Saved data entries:
'''
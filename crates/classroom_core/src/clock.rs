//! crates/classroom_core/src/clock.rs
//!
//! Converts instants into the reference timezone every participant shares, so
//! "today" and "now" do not depend on where a browser happens to be.

use crate::domain::DateKey;
use chrono::{DateTime, Datelike, Timelike, Utc, Weekday};
use chrono_tz::Tz;

/// Local calendar facts about one instant.
#[derive(Debug, Clone, Copy, PartialEq, Eq)]
pub struct ClockReading {
    pub date_key: DateKey,
    pub minute_of_day: u16,
    pub weekday: Weekday,
}

#[derive(Debug, Clone, Copy)]
pub struct SessionClock {
    tz: Tz,
}

impl SessionClock {
    pub fn new(tz: Tz) -> Self {
        Self { tz }
    }

    pub fn timezone(&self) -> Tz {
        self.tz
    }

    pub fn reading(&self, at: DateTime<Utc>) -> ClockReading {
        let local = at.with_timezone(&self.tz);
        ClockReading {
            date_key: DateKey::new(local.date_naive()),
            minute_of_day: (local.hour() * 60 + local.minute()) as u16,
            weekday: local.weekday(),
        }
    }

    pub fn date_key(&self, at: DateTime<Utc>) -> DateKey {
        self.reading(at).date_key
    }

    pub fn minute_of_day(&self, at: DateTime<Utc>) -> u16 {
        self.reading(at).minute_of_day
    }
}
//! services/api/src/config.rs
//!
//! Defines the application's configuration structure and loading logic.
//!
//! All configuration is loaded from environment variables at startup. The `.env`
//! file is used for local development.

use chrono_tz::Tz;
use classroom_core::identity::validate_pin;
use classroom_core::SubmissionPolicy;
use std::net::SocketAddr;
use std::path::PathBuf;
use tracing::Level;

/// The `DATABASE_URL` value that selects the in-process store.
pub const MEMORY_DATABASE_URL: &str = "memory";

/// A custom error type for configuration loading failures.
#[derive(Debug, thiserror::Error)]
pub enum ConfigError {
    #[error("Missing the environment variable {0}")]
    MissingVar(String),
    #[error("Invalid value for the environment variable {0}: {1}")]
    InvalidValue(String, String),
}

/// Holds all configuration loaded from the environment at startup.
#[derive(Clone, Debug)]
pub struct Config {
    pub bind_address: SocketAddr,
    pub database_url: String,
    pub log_level: Level,
    /// Tenant id stamped on every stored row.
    pub app_id: String,
    pub reference_tz: Tz,
    pub roster_path: PathBuf,
    pub submission_policy: SubmissionPolicy,
    pub instructor_label: String,
    pub question_max_chars: usize,
    pub auth_session_days: i64,
    /// Deprecated: prefer registering the Administrator PIN through the API.
    pub admin_static_pin: Option<String>,
    pub cors_origin: String,
}

fn parse_var<T>(name: &str, default: &str) -> Result<T, ConfigError>
where
    T: std::str::FromStr,
    T::Err: std::fmt::Display,
{
    let raw = std::env::var(name).unwrap_or_else(|_| default.to_string());
    raw.parse::<T>()
        .map_err(|e| ConfigError::InvalidValue(name.to_string(), format!("'{}': {}", raw, e)))
}

/// An empty value counts as unset; anything else must be a usable PIN.
fn static_pin(raw: Option<String>) -> Result<Option<String>, ConfigError> {
    match raw.filter(|pin| !pin.is_empty()) {
        Some(pin) => {
            validate_pin(&pin)
                .map_err(|e| ConfigError::InvalidValue("ADMIN_STATIC_PIN".to_string(), e.to_string()))?;
            Ok(Some(pin))
        }
        None => Ok(None),
    }
}

impl Config {
    /// Loads configuration from environment variables.
    ///
    /// It will look for a `.env` file in the current directory for development,
    /// but this is skipped in test environments to ensure tests are hermetic.
    pub fn from_env() -> Result<Self, ConfigError> {
        // Only load from .env in non-test mode to avoid contamination.
        if !cfg!(test) {
            dotenvy::dotenv().ok();
        }

        // --- Load Server and Database Settings ---
        let bind_address: SocketAddr = parse_var("BIND_ADDRESS", "0.0.0.0:3000")?;

        let database_url = std::env::var("DATABASE_URL")
            .map_err(|_| ConfigError::MissingVar("DATABASE_URL".to_string()))?;

        let log_level_str = std::env::var("RUST_LOG").unwrap_or_else(|_| "INFO".to_string());
        let log_level = log_level_str.parse::<Level>().map_err(|_| {
            ConfigError::InvalidValue(
                "RUST_LOG".to_string(),
                format!("'{}' is not a valid log level", log_level_str),
            )
        })?;

        // --- Load Classroom Settings ---
        let app_id = std::env::var("APP_ID").unwrap_or_else(|_| "classroom-pulse".to_string());
        let reference_tz: Tz = parse_var("REFERENCE_TZ", "America/Los_Angeles")?;
        let roster_path = std::env::var("ROSTER_PATH")
            .map(PathBuf::from)
            .unwrap_or_else(|_| PathBuf::from("./roster.json"));
        let submission_policy: SubmissionPolicy =
            parse_var("SUBMISSION_POLICY", "no_future_dates")?;
        let instructor_label =
            std::env::var("INSTRUCTOR_LABEL").unwrap_or_else(|_| "Professor".to_string());

        let question_max_chars: usize = parse_var("QUESTION_MAX_CHARS", "1200")?;
        if question_max_chars == 0 {
            return Err(ConfigError::InvalidValue(
                "QUESTION_MAX_CHARS".to_string(),
                "must be at least 1".to_string(),
            ));
        }
        let auth_session_days: i64 = parse_var("AUTH_SESSION_DAYS", "30")?;
        if auth_session_days <= 0 {
            return Err(ConfigError::InvalidValue(
                "AUTH_SESSION_DAYS".to_string(),
                "must be positive".to_string(),
            ));
        }

        let admin_static_pin = static_pin(std::env::var("ADMIN_STATIC_PIN").ok())?;
        let cors_origin =
            std::env::var("CORS_ORIGIN").unwrap_or_else(|_| "http://localhost:3000".to_string());

        Ok(Self {
            bind_address,
            database_url,
            log_level,
            app_id,
            reference_tz,
            roster_path,
            submission_policy,
            instructor_label,
            question_max_chars,
            auth_session_days,
            admin_static_pin,
            cors_origin,
        })
    }

    pub fn uses_memory_store(&self) -> bool {
        self.database_url == MEMORY_DATABASE_URL
    }
}
//! services/api/src/web/middleware.rs
//!
//! Authentication middleware for protecting routes.

use axum::{
    extract::{Request, State},
    http::StatusCode,
    middleware::Next,
    response::Response,
};
use classroom_core::PortError;
use std::sync::Arc;
use tracing::{error, warn};

use crate::web::{auth::session_token, state::AppState};

/// Middleware that validates the auth session cookie.
///
/// If valid, inserts the `AuthIdentity` into request extensions for handlers to use.
/// If invalid, expired or missing, returns 401 Unauthorized.
pub async fn require_auth(
    State(state): State<Arc<AppState>>,
    mut req: Request,
    next: Next,
) -> Result<Response, StatusCode> {
    let token = session_token(req.headers()).ok_or(StatusCode::UNAUTHORIZED)?;

    let identity = match state.classroom.authenticate(token).await {
        Ok(identity) => identity,
        Err(PortError::BackendUnavailable(e)) => {
            error!("Failed to validate auth session: {}", e);
            return Err(StatusCode::SERVICE_UNAVAILABLE);
        }
        Err(e) => {
            warn!("Rejected auth session: {}", e);
            return Err(StatusCode::UNAUTHORIZED);
        }
    };

    req.extensions_mut().insert(identity);
    Ok(next.run(req).await)
}
//=========================================================================================
// `DatabaseService` Trait Implementation
//=========================================================================================

#[async_trait]
impl DatabaseService for DbAdapter {
    async fn get_credential(&self, scope: &str, name: &str) -> PortResult<Option<Credential>> {
        let record = sqlx::query_as::<_, CredentialRecord>(
            "SELECT scope, name, role, pin_hash, created_at FROM pin_credentials
             WHERE app_id = $1 AND scope = $2 AND name = $3",
        )
        .bind(&self.app_id)
        .bind(scope)
        .bind(name)
        .fetch_optional(&self.pool)
        .await
        .map_err(unavailable)?;
        record.map(CredentialRecord::to_domain).transpose()
    }

    async fn insert_credential(&self, credential: &Credential) -> PortResult<()> {
        let result = sqlx::query(
            "INSERT INTO pin_credentials (app_id, scope, name, role, pin_hash, created_at)
             VALUES ($1, $2, $3, $4, $5, $6)
             ON CONFLICT (app_id, scope, name) DO NOTHING",
        )
        .bind(&self.app_id)
        .bind(&credential.scope)
        .bind(&credential.name)
        .bind(credential.role.as_str())
        .bind(&credential.pin_hash)
        .bind(credential.created_at)
        .execute(&self.pool)
        .await
        .map_err(unavailable)?;

        if result.rows_affected() == 0 {
            return Err(PortError::AlreadyRegistered);
        }
        Ok(())
    }

    async fn create_auth_session(
        &self,
        token: &str,
        identity: &AuthIdentity,
        expires_at: DateTime<Utc>,
    ) -> PortResult<()> {
        sqlx::query(
            "INSERT INTO auth_sessions (token, app_id, scope, role, name, expires_at)
             VALUES ($1, $2, $3, $4, $5, $6)",
        )
        .bind(token)
        .bind(&self.app_id)
        .bind(&identity.scope)
        .bind(identity.role.as_str())
        .bind(&identity.name)
        .bind(expires_at)
        .execute(&self.pool)
        .await
        .map_err(unavailable)?;
        Ok(())
    }

    async fn validate_auth_session(
        &self,
        token: &str,
        now: DateTime<Utc>,
    ) -> PortResult<AuthIdentity> {
        let record = sqlx::query_as::<_, AuthSessionRecord>(
            "SELECT scope, role, name FROM auth_sessions
             WHERE app_id = $1 AND token = $2 AND expires_at > $3",
        )
        .bind(&self.app_id)
        .bind(token)
        .bind(now)
        .fetch_optional(&self.pool)
        .await
        .map_err(unavailable)?;

        match record {
            Some(record) => record.to_domain(),
            None => Err(PortError::Unauthorized),
        }
    }

    async fn delete_auth_session(&self, token: &str) -> PortResult<()> {
        sqlx::query("DELETE FROM auth_sessions WHERE app_id = $1 AND token = $2")
            .bind(&self.app_id)
            .bind(token)
            .execute(&self.pool)
            .await
            .map_err(unavailable)?;
        Ok(())
    }

    async fn purge_expired_auth_sessions(&self, now: DateTime<Utc>) -> PortResult<u64> {
        let result = sqlx::query("DELETE FROM auth_sessions WHERE app_id = $1 AND expires_at <= $2")
            .bind(&self.app_id)
            .bind(now)
            .execute(&self.pool)
            .await
            .map_err(unavailable)?;
        Ok(result.rows_affected())
    }

    async fn get_window(&self, day: &ClassDay) -> PortResult<Option<SessionWindow>> {
        let record = sqlx::query_as::<_, WindowRecord>(
            "SELECT course, date_key, start_minute, end_minute, updated_at FROM session_windows
             WHERE app_id = $1 AND course = $2 AND date_key = $3",
        )
        .bind(&self.app_id)
        .bind(&day.course)
        .bind(day.date_key.date())
        .fetch_optional(&self.pool)
        .await
        .map_err(unavailable)?;
        record.map(WindowRecord::to_domain).transpose()
    }

    async fn put_window(&self, window: &SessionWindow) -> PortResult<()> {
        sqlx::query(
            "INSERT INTO session_windows (app_id, course, date_key, start_minute, end_minute, updated_at)
             VALUES ($1, $2, $3, $4, $5, $6)
             ON CONFLICT (app_id, course, date_key) DO UPDATE
             SET start_minute = EXCLUDED.start_minute,
                 end_minute = EXCLUDED.end_minute,
                 updated_at = EXCLUDED.updated_at",
        )
        .bind(&self.app_id)
        .bind(&window.day.course)
        .bind(window.day.date_key.date())
        .bind(window.start_minute.map(i32::from))
        .bind(window.end_minute.map(i32::from))
        .bind(window.updated_at)
        .execute(&self.pool)
        .await
        .map_err(unavailable)?;
        Ok(())
    }

    async fn record_tap(
        &self,
        day: &ClassDay,
        actor: &str,
        role: Role,
        color: Color,
        at: DateTime<Utc>,
    ) -> PortResult<UnderstandingEvent> {
        let mut tx = self.pool.begin().await.map_err(unavailable)?;

        // Row locks cannot cover an actor's first tap, so serialise on the key itself.
        sqlx::query("SELECT pg_advisory_xact_lock(hashtextextended($1, 0))")
            .bind(tap_lock_key(&self.app_id, day, actor))
            .execute(&mut *tx)
            .await
            .map_err(unavailable)?;

        let previous: Option<String> = sqlx::query_scalar(
            "SELECT color FROM understanding_summaries
             WHERE app_id = $1 AND course = $2 AND date_key = $3 AND actor = $4
             FOR UPDATE",
        )
        .bind(&self.app_id)
        .bind(&day.course)
        .bind(day.date_key.date())
        .bind(actor)
        .fetch_optional(&mut *tx)
        .await
        .map_err(unavailable)?;
        let from_color: Option<Color> = previous
            .as_deref()
            .map(|c| parse_column("color", c))
            .transpose()?;

        sqlx::query(
            "INSERT INTO understanding_summaries (app_id, course, date_key, actor, role, color, updated_at)
             VALUES ($1, $2, $3, $4, $5, $6, $7)
             ON CONFLICT (app_id, course, date_key, actor) DO UPDATE
             SET role = EXCLUDED.role, color = EXCLUDED.color, updated_at = EXCLUDED.updated_at",
        )
        .bind(&self.app_id)
        .bind(&day.course)
        .bind(day.date_key.date())
        .bind(actor)
        .bind(role.as_str())
        .bind(color.as_str())
        .bind(at)
        .execute(&mut *tx)
        .await
        .map_err(unavailable)?;

        let event = UnderstandingEvent {
            id: Uuid::new_v4(),
            day: day.clone(),
            actor: actor.to_string(),
            role,
            from_color,
            to_color: color,
            created_at: at,
        };
        sqlx::query(
            "INSERT INTO understanding_events
                 (id, app_id, course, date_key, actor, role, from_color, to_color, created_at)
             VALUES ($1, $2, $3, $4, $5, $6, $7, $8, $9)",
        )
        .bind(event.id)
        .bind(&self.app_id)
        .bind(&day.course)
        .bind(day.date_key.date())
        .bind(actor)
        .bind(role.as_str())
        .bind(from_color.map(|c| c.as_str()))
        .bind(color.as_str())
        .bind(at)
        .execute(&mut *tx)
        .await
        .map_err(unavailable)?;

        tx.commit().await.map_err(unavailable)?;
        Ok(event)
    }

    async fn list_summaries(&self, day: &ClassDay) -> PortResult<Vec<UnderstandingSummary>> {
        let records = sqlx::query_as::<_, SummaryRecord>(
            "SELECT course, date_key, actor, role, color, updated_at FROM understanding_summaries
             WHERE app_id = $1 AND course = $2 AND date_key = $3
             ORDER BY actor ASC",
        )
        .bind(&self.app_id)
        .bind(&day.course)
        .bind(day.date_key.date())
        .fetch_all(&self.pool)
        .await
        .map_err(unavailable)?;

        records.into_iter().map(SummaryRecord::to_domain).collect()
    }

    async fn list_understanding_events(
        &self,
        day: &ClassDay,
    ) -> PortResult<Vec<UnderstandingEvent>> {
        let records = sqlx::query_as::<_, EventRecord>(
            "SELECT id, course, date_key, actor, role, from_color, to_color, created_at
             FROM understanding_events
             WHERE app_id = $1 AND course = $2 AND date_key = $3
             ORDER BY created_at ASC",
        )
        .bind(&self.app_id)
        .bind(&day.course)
        .bind(day.date_key.date())
        .fetch_all(&self.pool)
        .await
        .map_err(unavailable)?;

        records.into_iter().map(EventRecord::to_domain).collect()
    }

    async fn insert_question(&self, question: &Question) -> PortResult<()> {
        sqlx::query(
            "INSERT INTO questions
                 (id, app_id, course, date_key, actor, role, text, reply_to, edited_at, created_at)
             VALUES ($1, $2, $3, $4, $5, $6, $7, $8, $9, $10)",
        )
        .bind(question.id)
        .bind(&self.app_id)
        .bind(&question.day.course)
        .bind(question.day.date_key.date())
        .bind(&question.actor)
        .bind(question.role.as_str())
        .bind(&question.text)
        .bind(question.reply_to)
        .bind(question.edited_at)
        .bind(question.created_at)
        .execute(&self.pool)
        .await
        .map_err(unavailable)?;
        Ok(())
    }

    async fn get_question(&self, id: Uuid) -> PortResult<Option<Question>> {
        let record = sqlx::query_as::<_, QuestionRecord>(&format!(
            "SELECT {} FROM questions WHERE app_id = $1 AND id = $2",
            QUESTION_COLUMNS
        ))
        .bind(&self.app_id)
        .bind(id)
        .fetch_optional(&self.pool)
        .await
        .map_err(unavailable)?;
        record.map(QuestionRecord::to_domain).transpose()
    }

    async fn list_questions(&self, day: &ClassDay) -> PortResult<Vec<Question>> {
        let records = sqlx::query_as::<_, QuestionRecord>(&format!(
            "SELECT {} FROM questions
             WHERE app_id = $1 AND course = $2 AND date_key = $3
             ORDER BY created_at ASC",
            QUESTION_COLUMNS
        ))
        .bind(&self.app_id)
        .bind(&day.course)
        .bind(day.date_key.date())
        .fetch_all(&self.pool)
        .await
        .map_err(unavailable)?;

        records.into_iter().map(QuestionRecord::to_domain).collect()
    }

    async fn update_question_text(
        &self,
        id: Uuid,
        text: &str,
        edited_at: DateTime<Utc>,
    ) -> PortResult<Question> {
        let record = sqlx::query_as::<_, QuestionRecord>(&format!(
            "UPDATE questions SET text = $1, edited_at = $2
             WHERE app_id = $3 AND id = $4
             RETURNING {}",
            QUESTION_COLUMNS
        ))
        .bind(text)
        .bind(edited_at)
        .bind(&self.app_id)
        .bind(id)
        .fetch_optional(&self.pool)
        .await
        .map_err(unavailable)?;

        match record {
            Some(record) => record.to_domain(),
            None => Err(PortError::NotFound(format!("Question {} not found", id))),
        }
    }

    async fn delete_questions(&self, ids: &[Uuid]) -> PortResult<()> {
        sqlx::query("DELETE FROM questions WHERE app_id = $1 AND id = ANY($2)")
            .bind(&self.app_id)
            .bind(ids)
            .execute(&self.pool)
            .await
            .map_err(unavailable)?;
        Ok(())
    }
}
'''
_ACTIVITY_
Above are the records. Copy the lines beginning at the one that has "pub fn reading(&self, at: DateTime<Utc>)" and ending with the one that has "minute_of_day: (local.hour() *", unchanged.

_EXERCISE OUTPUT_
    pub fn reading(&self, at: DateTime<Utc>) -> ClockReading {
        let local = at.with_timezone(&self.tz);
        ClockReading {
            date_key: DateKey::new(local.date_naive()),
            minute_of_day: (local.hour() * 60 + local.minute()) as u16,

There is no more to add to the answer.